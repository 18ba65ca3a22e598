//! Typed IR graph produced by the verifier.
//!
//! The graph is block-argument SSA: control-flow merges are blocks whose
//! parameters are the phi values, filled by the arguments of incoming jumps.
//! Side effects (memory, globals, calls) are threaded through an explicit
//! effect chain: each effectful node records the effect it depends on and
//! becomes the new current effect. Node order inside a block is evaluation
//! order, which is strict left-to-right.

use crate::opcodes::Opcode;
use crate::types::{MemType, ValueType};

pub type NodeId = u32;
pub type BlockId = u32;

/// Operation performed by a node.
#[derive(Debug, Clone, PartialEq, Eq)]
pub enum NodeOp {
    /// Initial effect token of the function.
    Start,
    /// The i-th function parameter.
    Param(u16),
    /// A value merge; lives in a block's parameter list and is bound by the
    /// arguments of jumps targeting that block.
    Phi,
    /// An effect merge at a block head. Carries no runtime value.
    EffectPhi,
    ConstI32(i32),
    ConstI64(i64),
    /// Raw IEEE-754 bits.
    ConstF32(u32),
    ConstF64(u64),
    Unop(Opcode),
    Binop(Opcode),
    /// inputs: condition, then-value, else-value. Both operands are
    /// evaluated; only the selection is conditional.
    Select,
    LoadGlobal(u16),
    /// inputs: value. Produces no value; the assigned value flows from the
    /// input node.
    StoreGlobal(u16),
    /// inputs: address.
    LoadMem(MemType),
    /// inputs: address, value.
    StoreMem(MemType),
    /// inputs: arguments, left to right.
    Call(u16),
}

#[derive(Debug, Clone)]
pub struct Node {
    pub op: NodeOp,
    /// `Stmt` for pure-effect nodes (stores, void calls, effect merges).
    pub ty: ValueType,
    pub inputs: Vec<NodeId>,
    /// The effect this node depends on; set for effectful nodes only.
    pub effect: Option<NodeId>,
}

/// Block terminator. `Branch` and `Switch` arms always target fresh
/// single-predecessor blocks, so only `Jump` carries phi arguments.
#[derive(Debug, Clone, PartialEq, Eq)]
pub enum Terminator {
    /// Unterminated: either still under construction or a detached block
    /// holding decoded-but-unreachable code. Never executed.
    None,
    Jump { target: BlockId, args: Vec<NodeId> },
    Branch { cond: NodeId, then_blk: BlockId, else_blk: BlockId },
    /// Dispatch on `key` as an unsigned index; out-of-range keys (including
    /// negative ones) go to `default`.
    Switch { key: NodeId, cases: Vec<BlockId>, default: BlockId },
    Return { value: Option<NodeId> },
}

#[derive(Debug, Clone)]
pub struct Block {
    /// Phi nodes bound by incoming jump arguments.
    pub params: Vec<NodeId>,
    /// Effect merge, if the incoming effect chains differ.
    pub effect_param: Option<NodeId>,
    /// Nodes in evaluation order.
    pub nodes: Vec<NodeId>,
    pub term: Terminator,
}

impl Block {
    fn new() -> Self {
        Self { params: Vec::new(), effect_param: None, nodes: Vec::new(), term: Terminator::None }
    }
}

#[derive(Debug, Clone)]
pub struct Graph {
    pub nodes: Vec<Node>,
    pub blocks: Vec<Block>,
    pub entry: BlockId,
}

impl Graph {
    pub fn new() -> Self {
        Self { nodes: Vec::new(), blocks: vec![Block::new()], entry: 0 }
    }

    pub fn add_node(&mut self, node: Node) -> NodeId {
        let id = self.nodes.len() as NodeId;
        self.nodes.push(node);
        id
    }

    pub fn add_block(&mut self) -> BlockId {
        let id = self.blocks.len() as BlockId;
        self.blocks.push(Block::new());
        id
    }

    pub fn node(&self, id: NodeId) -> &Node {
        &self.nodes[id as usize]
    }

    pub fn block(&self, id: BlockId) -> &Block {
        &self.blocks[id as usize]
    }

    pub fn block_mut(&mut self, id: BlockId) -> &mut Block {
        &mut self.blocks[id as usize]
    }

    /// Rewrite every use of the map's keys to their values: node inputs,
    /// effect edges, and terminator operands. Block parameter lists are the
    /// caller's responsibility (pruning removes entries there directly).
    pub fn replace_uses(&mut self, map: &std::collections::HashMap<NodeId, NodeId>) {
        if map.is_empty() {
            return;
        }
        let subst = |id: &mut NodeId| {
            if let Some(&to) = map.get(id) {
                *id = to;
            }
        };
        for node in &mut self.nodes {
            for input in &mut node.inputs {
                subst(input);
            }
            if let Some(e) = &mut node.effect {
                subst(e);
            }
        }
        for block in &mut self.blocks {
            match &mut block.term {
                Terminator::Jump { args, .. } => args.iter_mut().for_each(subst),
                Terminator::Branch { cond, .. } => subst(cond),
                Terminator::Switch { key, .. } => subst(key),
                Terminator::Return { value: Some(v) } => subst(v),
                Terminator::Return { value: None } | Terminator::None => {}
            }
        }
    }
}

impl Default for Graph {
    fn default() -> Self {
        Self::new()
    }
}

━━━━━━━━━━━━━━━━

## Prompt
A verbatim transcription is required: the first line of the listing, the line containing "Both operands are", and every line between them.

## Answer for the task
repository 18ba65ca3a22e598
//! Typed IR graph produced by the verifier.
//!
//! The graph is block-argument SSA: control-flow merges are blocks whose
//! parameters are the phi values, filled by the arguments of incoming jumps.
//! Side effects (memory, globals, calls) are threaded through an explicit
//! effect chain: each effectful node records the effect it depends on and
//! becomes the new current effect. Node order inside a block is evaluation
//! order, which is strict left-to-right.

use crate::opcodes::Opcode;
use crate::types::{MemType, ValueType};

pub type NodeId = u32;
pub type BlockId = u32;

/// Operation performed by a node.
#[derive(Debug, Clone, PartialEq, Eq)]
pub enum NodeOp {
    /// Initial effect token of the function.
    Start,
    /// The i-th function parameter.
    Param(u16),
    /// A value merge; lives in a block's parameter list and is bound by the
    /// arguments of jumps targeting that block.
    Phi,
    /// An effect merge at a block head. Carries no runtime value.
    EffectPhi,
    ConstI32(i32),
    ConstI64(i64),
    /// Raw IEEE-754 bits.
    ConstF32(u32),
    ConstF64(u64),
    Unop(Opcode),
    Binop(Opcode),
    /// inputs: condition, then-value, else-value. Both operands are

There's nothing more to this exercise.